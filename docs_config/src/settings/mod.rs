//! Typed view over a resolved [`crate::ConfigStore`].
//!
//! The raw store keeps every setting any layer declared. [`DocsSettings`]
//! picks out the ones a documentation renderer needs and applies the
//! defaults a Sphinx build would otherwise assume. Settings it does not know
//! about stay available through [`crate::ConfigStore::get`].

mod intersphinx;
mod redoc;
mod validate;

use std::collections::BTreeMap;

use serde::{Deserialize, Serialize};

pub use intersphinx::IntersphinxTarget;
pub use redoc::RedocEntry;
pub use validate::REDOC_EXTENSION;

/// Resolved settings consumed by the external documentation renderer.
#[derive(Clone, Debug, Deserialize, Serialize, PartialEq, Eq)]
pub struct DocsSettings {
    /// Project name, e.g. `onap`.
    pub project: String,
    /// Full release label.
    pub release: String,
    /// Short version label.
    pub version: String,
    /// Documentation branch used to build cross-project links. Falls back to
    /// [`Self::version`] when unset.
    #[serde(default, skip_serializing_if = "Option::is_none")]
    pub branch: Option<String>,
    /// Author shown in page footers.
    #[serde(default)]
    pub author: String,
    /// Copyright notice.
    #[serde(default)]
    pub copyright: String,
    /// Syntax-highlighting style.
    #[serde(default = "default_pygments_style")]
    pub pygments_style: String,
    /// HTML theme name.
    #[serde(default = "default_html_theme")]
    pub html_theme: String,
    /// Theme options, passed through to the theme verbatim. Values must be
    /// strings; a tuple value resolves but fails to build this view.
    #[serde(default)]
    pub html_theme_options: BTreeMap<String, String>,
    /// Logo path relative to the documentation source.
    #[serde(default, skip_serializing_if = "Option::is_none")]
    pub html_logo: Option<String>,
    /// Favicon path relative to the documentation source.
    #[serde(default, skip_serializing_if = "Option::is_none")]
    pub html_favicon: Option<String>,
    /// Directories holding static assets.
    #[serde(default)]
    pub html_static_path: Vec<String>,
    /// Directories copied verbatim into the output tree.
    #[serde(default)]
    pub html_extra_path: Vec<String>,
    /// Whether pages advertise the generator in their footer.
    #[serde(default = "default_true")]
    pub html_show_sphinx: bool,
    /// `strftime` format for the "last updated" footer.
    #[serde(default, skip_serializing_if = "Option::is_none")]
    pub html_last_updated_fmt: Option<String>,
    /// Renderer plugin identifiers, in load order.
    #[serde(default)]
    pub extensions: Vec<String>,
    /// OpenAPI documents to render as Redoc pages.
    #[serde(default)]
    pub redoc: Vec<RedocEntry>,
    /// Location of the Redoc standalone bundle.
    #[serde(default, skip_serializing_if = "Option::is_none")]
    pub redoc_uri: Option<String>,
    /// Cross-reference targets keyed by project name. May be empty.
    #[serde(default)]
    pub intersphinx_mapping: BTreeMap<String, IntersphinxTarget>,
    /// Root URL of the published documentation of sibling projects.
    #[serde(default, skip_serializing_if = "Option::is_none")]
    pub doc_url: Option<String>,
    /// Name of the root document.
    #[serde(default = "default_master_doc")]
    pub master_doc: String,
    /// Glob patterns excluded from the source tree.
    #[serde(default)]
    pub exclude_patterns: Vec<String>,
    /// Word list consulted by the spelling checker.
    #[serde(default, skip_serializing_if = "Option::is_none")]
    pub spelling_word_list_filename: Option<String>,
    /// Language used by the spelling checker.
    #[serde(default, skip_serializing_if = "Option::is_none")]
    pub spelling_lang: Option<String>,
    /// URLs and paths, as regular expressions, the link checker skips.
    #[serde(default)]
    pub linkcheck_ignore: Vec<String>,
    /// Stylesheet registered with the renderer during bootstrap.
    #[serde(default = "default_stylesheet")]
    pub stylesheet: String,
}

impl DocsSettings {
    /// Branch used for cross-project links: `branch` when set, else `version`.
    #[must_use]
    pub fn effective_branch(&self) -> &str {
        self.branch.as_deref().unwrap_or(&self.version)
    }

    /// Returns `true` when `extension` is enabled.
    #[must_use]
    pub fn has_extension(&self, extension: &str) -> bool {
        self.extensions.iter().any(|e| e == extension)
    }

    /// Build the intersphinx target for a sibling `project` published under
    /// [`Self::doc_url`] on the effective branch.
    ///
    /// Returns `None` when `doc_url` is unset.
    #[must_use]
    pub fn sibling_target(&self, project: &str) -> Option<IntersphinxTarget> {
        self.doc_url
            .as_deref()
            .map(|root| IntersphinxTarget::for_project(root, project, self.effective_branch()))
    }
}

fn default_pygments_style() -> String {
    String::from("sphinx")
}

fn default_html_theme() -> String {
    String::from("sphinx_rtd_theme")
}

fn default_master_doc() -> String {
    String::from("index")
}

fn default_stylesheet() -> String {
    String::from("css/ribbon.css")
}

const fn default_true() -> bool {
    true
}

===============

EXERCISE REQUIREMENTS> Print only these lines, please. They run from the start of the entries above to the line containing "in page footers.", both ends included, and must match exactly.

RESPONSE TO THE EXERCISE>
filename docs_config/src/settings/mod.rs
//! Typed view over a resolved [`crate::ConfigStore`].
//!
//! The raw store keeps every setting any layer declared. [`DocsSettings`]
//! picks out the ones a documentation renderer needs and applies the
//! defaults a Sphinx build would otherwise assume. Settings it does not know
//! about stay available through [`crate::ConfigStore::get`].

mod intersphinx;
mod redoc;
mod validate;

use std::collections::BTreeMap;

use serde::{Deserialize, Serialize};

pub use intersphinx::IntersphinxTarget;
pub use redoc::RedocEntry;
pub use validate::REDOC_EXTENSION;

/// Resolved settings consumed by the external documentation renderer.
#[derive(Clone, Debug, Deserialize, Serialize, PartialEq, Eq)]
pub struct DocsSettings {
    /// Project name, e.g. `onap`.
    pub project: String,
    /// Full release label.
    pub release: String,
    /// Short version label.
    pub version: String,
    /// Documentation branch used to build cross-project links. Falls back to
    /// [`Self::version`] when unset.
    #[serde(default, skip_serializing_if = "Option::is_none")]
    pub branch: Option<String>,
    /// Author shown in page footers.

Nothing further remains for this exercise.